MATERIAL FOR THIS EXERCISE —
+ + + + +
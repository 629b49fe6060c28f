//! Gene [`Annotations`] of a genome, in the Auspice `genome_annotations` format.

pub mod sarscov2;

use crate::utils;

#[cfg(feature = "cli")]
use clap::Parser;
use color_eyre::eyre::{eyre, Report, Result, WrapErr};
use color_eyre::Help;
use indexmap::IndexMap;
use log::info;
use serde::{Deserialize, Serialize};
use serde_json::{json, Map, Value};
use std::default::Default;
use std::fmt::{Debug, Display, Formatter};
use std::path::{Path, PathBuf};

// ----------------------------------------------------------------------------
// Annotations
// ----------------------------------------------------------------------------

/// Gene [`Annotations`], mapping a feature name (ex. `S`, `ORF1ab`) to its [`Feature`].
///
/// Features keep the order in which they were declared.
///
/// ## Examples
///
/// ```rust
/// use reannotate::annotation::{Annotations, Feature};
///
/// let mut annotations = Annotations::new();
/// annotations.insert("nuc", Feature::new().with_span(1, 29903));
/// annotations.insert("S", Feature::new().with("gene", "Spike").with_span(21563, 25384));
/// assert_eq!(annotations.names().collect::<Vec<_>>(), ["nuc", "S"]);
/// # annotations.validate()?;
/// # Ok::<(), color_eyre::eyre::Report>(())
/// ```
#[derive(Clone, Debug, Default, Deserialize, PartialEq, Serialize)]
#[serde(transparent)]
pub struct Annotations(IndexMap<String, Feature>);

impl Annotations {
    pub fn new() -> Self {
        Annotations(IndexMap::new())
    }

    pub fn get(&self, name: &str) -> Option<&Feature> {
        self.0.get(name)
    }

    pub fn insert<N: Into<String>>(&mut self, name: N, feature: Feature) -> Option<Feature> {
        self.0.insert(name.into(), feature)
    }

    /// Iterate through feature names in order.
    pub fn names(&self) -> impl Iterator<Item = &str> {
        self.0.keys().map(String::as_str)
    }

    pub fn len(&self) -> usize {
        self.0.len()
    }

    pub fn is_empty(&self) -> bool {
        self.0.is_empty()
    }

    /// Check that every feature, including nested ones, has a usable [`Span`].
    pub fn validate(&self) -> Result<(), Report> {
        self.0.iter().try_for_each(|(name, feature)| {
            feature.validate().wrap_err_with(|| eyre!("Invalid annotation for feature: {name}"))
        })
    }

    /// Read [`Annotations`] from a JSON file.
    ///
    /// ## Examples
    ///
    /// ```rust
    /// use reannotate::annotation::{sarscov2, Annotations};
    ///
    /// let file = tempfile::NamedTempFile::new()?;
    /// let expected = sarscov2::build();
    /// expected.write(file.path())?;
    /// let observed = Annotations::read(file.path())?;
    /// assert_eq!(expected, observed);
    /// # Ok::<(), color_eyre::eyre::Report>(())
    /// ```
    pub fn read<P>(path: &P) -> Result<Annotations, Report>
    where
        P: AsRef<Path> + Debug + ?Sized,
    {
        let annotations: Annotations = utils::read_json(&path)
            .wrap_err_with(|| eyre!("Failed to read Annotations file: {path:?}"))?;
        annotations.validate().wrap_err_with(|| eyre!("Invalid Annotations file: {path:?}"))?;
        Ok(annotations)
    }

    /// Write [`Annotations`] to a JSON file.
    pub fn write<P>(&self, path: &P) -> Result<(), Report>
    where
        P: AsRef<Path> + Debug + ?Sized,
    {
        utils::write_json(self, &path, 2)
            .wrap_err_with(|| eyre!("Failed to write Annotations file: {path:?}"))
    }
}

// ----------------------------------------------------------------------------
// Feature
// ----------------------------------------------------------------------------

/// A region of the genome, such as a gene or a protein domain.
///
/// Coordinates are 1-based and inclusive. A feature is either one contiguous span
/// (`start`, `end`) or a list of `segments` for spliced or frameshifted genes.
///
/// A feature is kept as its JSON object, so every key is written back in the order it
/// was read or added, including keys this type has no accessor for.
///
/// ## Examples
///
/// ```rust
/// use reannotate::annotation::{Feature, Strand};
///
/// let feature = Feature::new().with("gene", "M").with_span(26523, 27191).with_strand(Strand::Forward);
/// assert_eq!(feature.keys().collect::<Vec<_>>(), ["gene", "start", "end", "strand"]);
/// assert_eq!(feature.gene(), Some("M"));
/// assert_eq!(feature.strand()?, Some(Strand::Forward));
/// # Ok::<(), color_eyre::eyre::Report>(())
/// ```
#[derive(Clone, Debug, Default, Deserialize, PartialEq, Serialize)]
#[serde(transparent)]
pub struct Feature(Map<String, Value>);

impl Feature {
    pub fn new() -> Self {
        Feature(Map::new())
    }

    /// Set `key` to `value`. A new key is appended, an existing one keeps its position.
    pub fn with<K: Into<String>, V: Into<Value>>(mut self, key: K, value: V) -> Self {
        self.0.insert(key.into(), value.into());
        self
    }

    /// Set the `start` and `end` of a contiguous feature.
    pub fn with_span(self, start: usize, end: usize) -> Self {
        self.with("start", start).with("end", end)
    }

    /// Set the `segments` of a spliced or frameshifted feature.
    pub fn with_segments(self, segments: &[(usize, usize)]) -> Self {
        let segments: Vec<Value> = segments.iter().map(|(start, end)| json!({"start": start, "end": end})).collect();
        self.with("segments", segments)
    }

    pub fn with_strand(self, strand: Strand) -> Self {
        self.with("strand", strand)
    }

    /// Set the sub-regions of this feature (ex. the receptor binding domain of spike).
    pub fn with_features(self, features: Annotations) -> Self {
        self.with("features", features)
    }

    pub fn get(&self, key: &str) -> Option<&Value> {
        self.0.get(key)
    }

    /// Iterate through keys in order.
    pub fn keys(&self) -> impl Iterator<Item = &str> {
        self.0.keys().map(String::as_str)
    }

    pub fn gene(&self) -> Option<&str> {
        self.get("gene").and_then(Value::as_str)
    }

    pub fn display_name(&self) -> Option<&str> {
        self.get("display_name").and_then(Value::as_str)
    }

    /// Hex color code (ex. `#2c7fb8`).
    pub fn color(&self) -> Option<&str> {
        self.get("color").and_then(Value::as_str)
    }

    /// Feature type (ex. `CDS`).
    pub fn kind(&self) -> Option<&str> {
        self.get("type").and_then(Value::as_str)
    }

    pub fn strand(&self) -> Result<Option<Strand>, Report> {
        self.get("strand")
            .map(Strand::deserialize)
            .transpose()
            .wrap_err("Feature strand must be \"+\" or \"-\".")
    }

    pub fn features(&self) -> Result<Option<Annotations>, Report> {
        self.get("features")
            .map(Annotations::deserialize)
            .transpose()
            .wrap_err("Failed to read the sub-features of feature.")
    }

    fn coord(&self, key: &str) -> Result<Option<usize>, Report> {
        self.get(key)
            .map(|value| {
                value
                    .as_u64()
                    .and_then(|coord| usize::try_from(coord).ok())
                    .ok_or_else(|| eyre!("Feature {key} is not a coordinate: {value}"))
            })
            .transpose()
    }

    /// Returns the [`Span`] of this feature.
    ///
    /// ## Examples
    ///
    /// ```rust
    /// use reannotate::annotation::{Feature, Segment, Span};
    ///
    /// let feature = Feature::new().with_segments(&[(266, 13468), (13468, 21555)]);
    /// let expected = vec![Segment { start: 266, end: 13468 }, Segment { start: 13468, end: 21555 }];
    /// assert_eq!(feature.span()?, Span::Segments(expected));
    ///
    /// assert!(feature.with_span(1, 10).span().is_err());
    /// # Ok::<(), color_eyre::eyre::Report>(())
    /// ```
    pub fn span(&self) -> Result<Span, Report> {
        let segments = self
            .get("segments")
            .map(Vec::<Segment>::deserialize)
            .transpose()
            .wrap_err("Failed to read the segments of feature.")?;

        match (self.coord("start")?, self.coord("end")?, segments) {
            (Some(start), Some(end), None) => Ok(Span::Single(Segment { start, end })),
            (None, None, Some(segments)) => Ok(Span::Segments(segments)),
            (_, _, Some(_)) => Err(eyre!("Feature has both start/end and segments.")
                .suggestion("Use either start and end, or segments.")),
            _ => Err(eyre!("Feature has neither start/end nor segments.")
                .suggestion("Use either start and end, or segments.")),
        }
    }

    /// Check the [`Span`] and [`Strand`] of this feature and of its sub-features.
    pub fn validate(&self) -> Result<(), Report> {
        let segments = match self.span()? {
            Span::Single(segment) => vec![segment],
            Span::Segments(segments) => segments,
        };
        if segments.is_empty() {
            Err(eyre!("Feature has an empty list of segments."))?;
        }
        for segment in segments {
            if segment.start == 0 || segment.start > segment.end {
                Err(eyre!("Invalid feature coordinates: {segment}")
                    .suggestion("Coordinates are 1-based and start must not be greater than end."))?;
            }
        }
        self.strand()?;
        match self.features()? {
            Some(features) => features.validate(),
            None => Ok(()),
        }
    }
}

/// The coordinates of a [`Feature`].
#[derive(Clone, Debug, PartialEq)]
pub enum Span {
    Single(Segment),
    Segments(Vec<Segment>),
}

/// A contiguous region, 1-based and inclusive.
#[derive(Clone, Copy, Debug, Deserialize, Eq, PartialEq, Serialize)]
pub struct Segment {
    pub start: usize,
    pub end: usize,
}

#[rustfmt::skip]
impl Display for Segment { fn fmt(&self, f: &mut Formatter<'_>) -> std::fmt::Result { write!(f, "{}-{}", self.start, self.end) } }

/// DNA strand of a [`Feature`].
#[derive(Clone, Copy, Debug, Default, Deserialize, Eq, PartialEq, Serialize)]
pub enum Strand {
    #[default]
    #[serde(rename = "+")]
    Forward,
    #[serde(rename = "-")]
    Reverse,
}

#[rustfmt::skip]
impl Display for Strand { fn fmt(&self, f: &mut Formatter<'_>) -> std::fmt::Result { write!(f, "{}", match self { Strand::Forward => "+", Strand::Reverse => "-" }) } }

impl From<Strand> for Value {
    fn from(strand: Strand) -> Value {
        Value::from(strand.to_string())
    }
}

impl From<Annotations> for Value {
    fn from(annotations: Annotations) -> Value {
        Value::Object(annotations.0.into_iter().map(|(name, feature)| (name, Value::Object(feature.0))).collect())
    }
}

// ----------------------------------------------------------------------------
// Export
// ----------------------------------------------------------------------------

/// Export annotations arguments.
#[derive(Debug, Default, Deserialize, Serialize)]
#[cfg_attr(feature = "cli", derive(Parser))]
#[cfg_attr(feature = "cli", clap(about = "Write the built-in SARS-CoV-2 annotations as JSON."))]
pub struct Args {
    /// Output JSON file, the annotations are printed to stdout if not provided.
    #[cfg_attr(feature = "cli", clap(short = 'o', long))]
    pub output: Option<PathBuf>,
}

/// Export the built-in SARS-CoV-2 [`Annotations`].
///
/// Returns the JSON when no output file is given.
pub fn export(args: &Args) -> Result<Option<String>, Report> {
    let annotations = sarscov2::build();
    match &args.output {
        Some(path) => {
            info!("Writing annotations: {path:?}");
            annotations.write(path)?;
            Ok(None)
        }
        None => {
            let json = serde_json::to_string_pretty(&annotations).wrap_err("Failed to serialize Annotations.")?;
            Ok(Some(json))
        }
    }
}
//! Effect-aware state store with reducer pattern
//!
//! The widget's reducer is a plain function `fn(&mut S, A) -> DispatchResult<E>`.
//! It mutates state and returns declarative effects (e.g. "notify the change
//! callback"); the host runs the effects after dispatch. Keeping the callbacks
//! out of the reducer keeps it testable without closures.
//!
//! ```ignore
//! let mut store = Store::new(PhoneInputState::new(catalog, formatter), reducer);
//! let result = store.dispatch(PhoneAction::InputChange("+442071838750".into()));
//! for effect in result.effects {
//!     match effect {
//!         PhoneEffect::Changed { country_code, national_number } => { /* ... */ }
//!         PhoneEffect::Blurred => { /* ... */ }
//!     }
//! }
//! ```

use std::marker::PhantomData;

use crate::action::Action;

/// Result of dispatching an action: whether state changed and the effects to run
#[derive(Debug, Clone, PartialEq, Eq)]
pub struct DispatchResult<E> {
    /// Whether the state was modified (re-render needed)
    pub changed: bool,
    /// Effects to be processed after dispatch
    pub effects: Vec<E>,
}

impl<E> Default for DispatchResult<E> {
    fn default() -> Self {
        Self::unchanged()
    }
}

impl<E> DispatchResult<E> {
    /// No state change, no effects
    #[inline]
    pub fn unchanged() -> Self {
        Self {
            changed: false,
            effects: vec![],
        }
    }

    /// State changed, no effects
    #[inline]
    pub fn changed() -> Self {
        Self {
            changed: true,
            effects: vec![],
        }
    }

    /// A single effect without a state change
    #[inline]
    pub fn effect(effect: E) -> Self {
        Self {
            changed: false,
            effects: vec![effect],
        }
    }

    /// State changed with a single effect
    #[inline]
    pub fn changed_with(effect: E) -> Self {
        Self {
            changed: true,
            effects: vec![effect],
        }
    }

    /// Add an effect to this result
    #[inline]
    pub fn with(mut self, effect: E) -> Self {
        self.effects.push(effect);
        self
    }

    /// Returns true if there are any effects to process
    #[inline]
    pub fn has_effects(&self) -> bool {
        !self.effects.is_empty()
    }
}

/// A reducer that mutates state and declares effects
pub type EffectReducer<S, A, E> = fn(&mut S, A) -> DispatchResult<E>;

/// Hooks around every dispatch
pub trait Middleware<A: Action> {
    /// Called before the action reaches the reducer
    fn before(&mut self, action: &A);

    /// Called after the reducer ran
    fn after(&mut self, action: &A, state_changed: bool);
}

/// A middleware that does nothing
#[derive(Debug, Clone, Copy, Default)]
pub struct NoopMiddleware;

impl<A: Action> Middleware<A> for NoopMiddleware {
    fn before(&mut self, _action: &A) {}
    fn after(&mut self, _action: &A, _state_changed: bool) {}
}

/// Middleware that traces every action at debug level
#[derive(Debug, Clone, Default)]
pub struct LoggingMiddleware {
    /// Whether to log before dispatch
    pub log_before: bool,
    /// Whether to log after dispatch
    pub log_after: bool,
}

impl LoggingMiddleware {
    /// Log after dispatch only
    pub fn new() -> Self {
        Self {
            log_before: false,
            log_after: true,
        }
    }

    /// Log before and after dispatch
    pub fn verbose() -> Self {
        Self {
            log_before: true,
            log_after: true,
        }
    }
}

impl<A: Action> Middleware<A> for LoggingMiddleware {
    fn before(&mut self, action: &A) {
        if self.log_before {
            tracing::debug!(action = %action.name(), "Dispatching action");
        }
    }

    fn after(&mut self, action: &A, state_changed: bool) {
        if self.log_after {
            tracing::debug!(
                action = %action.name(),
                state_changed = state_changed,
                "Action processed"
            );
        }
    }
}

/// Centralized widget state with an effect reducer and middleware
///
/// Holds the state, the reducer and a middleware that observes every action.
/// `Store::new` uses [`NoopMiddleware`]; use [`Store::with_middleware`] to
/// attach logging.
pub struct Store<S, A, E, M = NoopMiddleware>
where
    A: Action,
    M: Middleware<A>,
{
    state: S,
    reducer: EffectReducer<S, A, E>,
    middleware: M,
    _marker: PhantomData<(A, E)>,
}

impl<S, A: Action, E> Store<S, A, E, NoopMiddleware> {
    /// Create a store without middleware
    pub fn new(state: S, reducer: EffectReducer<S, A, E>) -> Self {
        Self::with_middleware(state, reducer, NoopMiddleware)
    }
}

impl<S, A, E, M> Store<S, A, E, M>
where
    A: Action,
    M: Middleware<A>,
{
    /// Create a store with middleware
    pub fn with_middleware(state: S, reducer: EffectReducer<S, A, E>, middleware: M) -> Self {
        Self {
            state,
            reducer,
            middleware,
            _marker: PhantomData,
        }
    }

    /// Get a reference to the current state
    #[inline]
    pub fn state(&self) -> &S {
        &self.state
    }

    /// Get a mutable reference to the state
    ///
    /// Use sparingly - prefer dispatching actions for state changes.
    #[inline]
    pub fn state_mut(&mut self) -> &mut S {
        &mut self.state
    }

    /// Get a reference to the middleware
    #[inline]
    pub fn middleware(&self) -> &M {
        &self.middleware
    }

    /// Dispatch an action through middleware and reducer
    pub fn dispatch(&mut self, action: A) -> DispatchResult<E> {
        self.middleware.before(&action);
        let result = (self.reducer)(&mut self.state, action.clone());
        self.middleware.after(&action, result.changed);
        result
    }
}

#[cfg(test)]
mod tests {
    use super::*;

    #[derive(Clone, Debug)]
    enum TestAction {
        Type(char),
        Clear,
        Noop,
    }

    impl Action for TestAction {
        fn name(&self) -> &'static str {
            match self {
                TestAction::Type(_) => "Type",
                TestAction::Clear => "Clear",
                TestAction::Noop => "Noop",
            }
        }
    }

    #[derive(Debug, Clone, PartialEq)]
    enum TestEffect {
        Notify(String),
    }

    #[derive(Default)]
    struct TestState {
        text: String,
    }

    fn test_reducer(state: &mut TestState, action: TestAction) -> DispatchResult<TestEffect> {
        match action {
            TestAction::Type(c) => {
                state.text.push(c);
                DispatchResult::changed_with(TestEffect::Notify(state.text.clone()))
            }
            TestAction::Clear => {
                if state.text.is_empty() {
                    return DispatchResult::unchanged();
                }
                state.text.clear();
                DispatchResult::changed()
            }
            TestAction::Noop => DispatchResult::unchanged(),
        }
    }

    #[test]
    fn test_dispatch_result_builders() {
        let r: DispatchResult<TestEffect> = DispatchResult::unchanged();
        assert!(!r.changed);
        assert!(!r.has_effects());

        let r = DispatchResult::effect(TestEffect::Notify("x".into()));
        assert!(!r.changed);
        assert!(r.has_effects());

        let r: DispatchResult<TestEffect> =
            DispatchResult::changed().with(TestEffect::Notify("y".into()));
        assert!(r.changed);
        assert_eq!(r.effects, vec![TestEffect::Notify("y".into())]);
    }

    #[test]
    fn test_store_dispatch_returns_effects() {
        let mut store = Store::new(TestState::default(), test_reducer);

        let result = store.dispatch(TestAction::Type('4'));
        assert!(result.changed);
        assert_eq!(result.effects, vec![TestEffect::Notify("4".into())]);

        let result = store.dispatch(TestAction::Type('4'));
        assert_eq!(result.effects, vec![TestEffect::Notify("44".into())]);
        assert_eq!(store.state().text, "44");
    }

    #[test]
    fn test_store_unchanged() {
        let mut store = Store::new(TestState::default(), test_reducer);
        assert!(!store.dispatch(TestAction::Noop).changed);
        assert!(!store.dispatch(TestAction::Clear).changed);
    }

    #[derive(Default)]
    struct CountingMiddleware {
        before_count: usize,
        changed_count: usize,
    }

    impl<A: Action> Middleware<A> for CountingMiddleware {
        fn before(&mut self, _action: &A) {
            self.before_count += 1;
        }

        fn after(&mut self, _action: &A, state_changed: bool) {
            if state_changed {
                self.changed_count += 1;
            }
        }
    }

    #[test]
    fn test_store_with_middleware() {
        let mut store = Store::with_middleware(
            TestState::default(),
            test_reducer,
            CountingMiddleware::default(),
        );

        store.dispatch(TestAction::Type('1'));
        store.dispatch(TestAction::Noop);
        store.dispatch(TestAction::Clear);

        assert_eq!(store.middleware().before_count, 3);
        assert_eq!(store.middleware().changed_count, 2);
        assert!(store.state().text.is_empty());
    }

    #[test]
    fn test_state_mut() {
        let mut store = Store::new(TestState::default(), test_reducer);
        store.state_mut().text = "(44)".into();
        assert_eq!(store.state().text, "(44)");
    }
}
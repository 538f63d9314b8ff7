//! Terminal components for the phone input
//!
//! Components implement `Component<A>` from `phone-input-core`: they take
//! read-only props, turn events into actions and draw with ratatui. State
//! lives in the reducer; components only keep UI details such as cursor
//! position, scroll offset and keyboard focus.
//!
//! # Components
//!
//! - [`TextInput`] - Single-line text input with cursor
//! - [`VirtualList`] - List that only builds the rows it shows
//! - [`popover`] - Anchored overlay placement and click-away detection
//! - [`PhoneField`] - Country button, number input and helper text
//! - [`CountryPicker`] - Search box over the country list
//! - [`PhoneInput`] - Field and picker composed, routing by popover state
//! - [`PhoneInputWidget`] - Self-contained widget owning its store and callbacks
//!
//! # Example
//!
//! ```ignore
//! use phone_input_components::PhoneInputWidget;
//! use phone_input_core::PhoneInputConfig;
//!
//! let mut phone = PhoneInputWidget::new(PhoneInputConfig::default())?
//!     .on_change(|country, national| tracing::info!(country, national, "changed"))
//!     .on_blur(|| tracing::info!("blurred"));
//!
//! // In the event loop:
//! phone.handle_event(&event);
//! terminal.draw(|frame| phone.render(frame, area))?;
//! ```

mod country_picker;
mod phone_field;
mod phone_input;
pub mod popover;
mod text_input;
mod theme;
mod virtual_list;
mod widget;

pub use country_picker::{CountryPicker, CountryPickerProps, NO_MATCH_MESSAGE};
pub use phone_field::{PhoneField, PhoneFieldProps, FIELD_HEIGHT};
pub use phone_input::{PhoneInput, PhoneInputProps};
pub use popover::{anchored_rect, is_click_away, render_popover};
pub use text_input::{TextInput, TextInputProps};
pub use theme::PhoneInputTheme;
pub use virtual_list::{materialized_range, VirtualList, VirtualListProps};
pub use widget::{BlurCallback, ChangeCallback, PhoneInputWidget};

/// Prelude for convenient imports
pub mod prelude {
    pub use crate::{
        anchored_rect, is_click_away, render_popover, CountryPicker, CountryPickerProps,
        PhoneField, PhoneFieldProps, PhoneInput, PhoneInputProps, PhoneInputTheme,
        PhoneInputWidget, TextInput, TextInputProps, VirtualList, VirtualListProps,
    };
}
+ + + + +
PROBLEM DETAILS —
Start copying at the line that contains "mod phone_field;" and stop after the last line of the records, keeping every line exactly.

TASK RESULT —
mod phone_field;
mod phone_input;
pub mod popover;
mod text_input;
mod theme;
mod virtual_list;
mod widget;

pub use country_picker::{CountryPicker, CountryPickerProps, NO_MATCH_MESSAGE};
pub use phone_field::{PhoneField, PhoneFieldProps, FIELD_HEIGHT};
pub use phone_input::{PhoneInput, PhoneInputProps};
pub use popover::{anchored_rect, is_click_away, render_popover};
pub use text_input::{TextInput, TextInputProps};
pub use theme::PhoneInputTheme;
pub use virtual_list::{materialized_range, VirtualList, VirtualListProps};
pub use widget::{BlurCallback, ChangeCallback, PhoneInputWidget};

/// Prelude for convenient imports
pub mod prelude {
    pub use crate::{
        anchored_rect, is_click_away, render_popover, CountryPicker, CountryPickerProps,
        PhoneField, PhoneFieldProps, PhoneInput, PhoneInputProps, PhoneInputTheme,
        PhoneInputWidget, TextInput, TextInputProps, VirtualList, VirtualListProps,
    };
}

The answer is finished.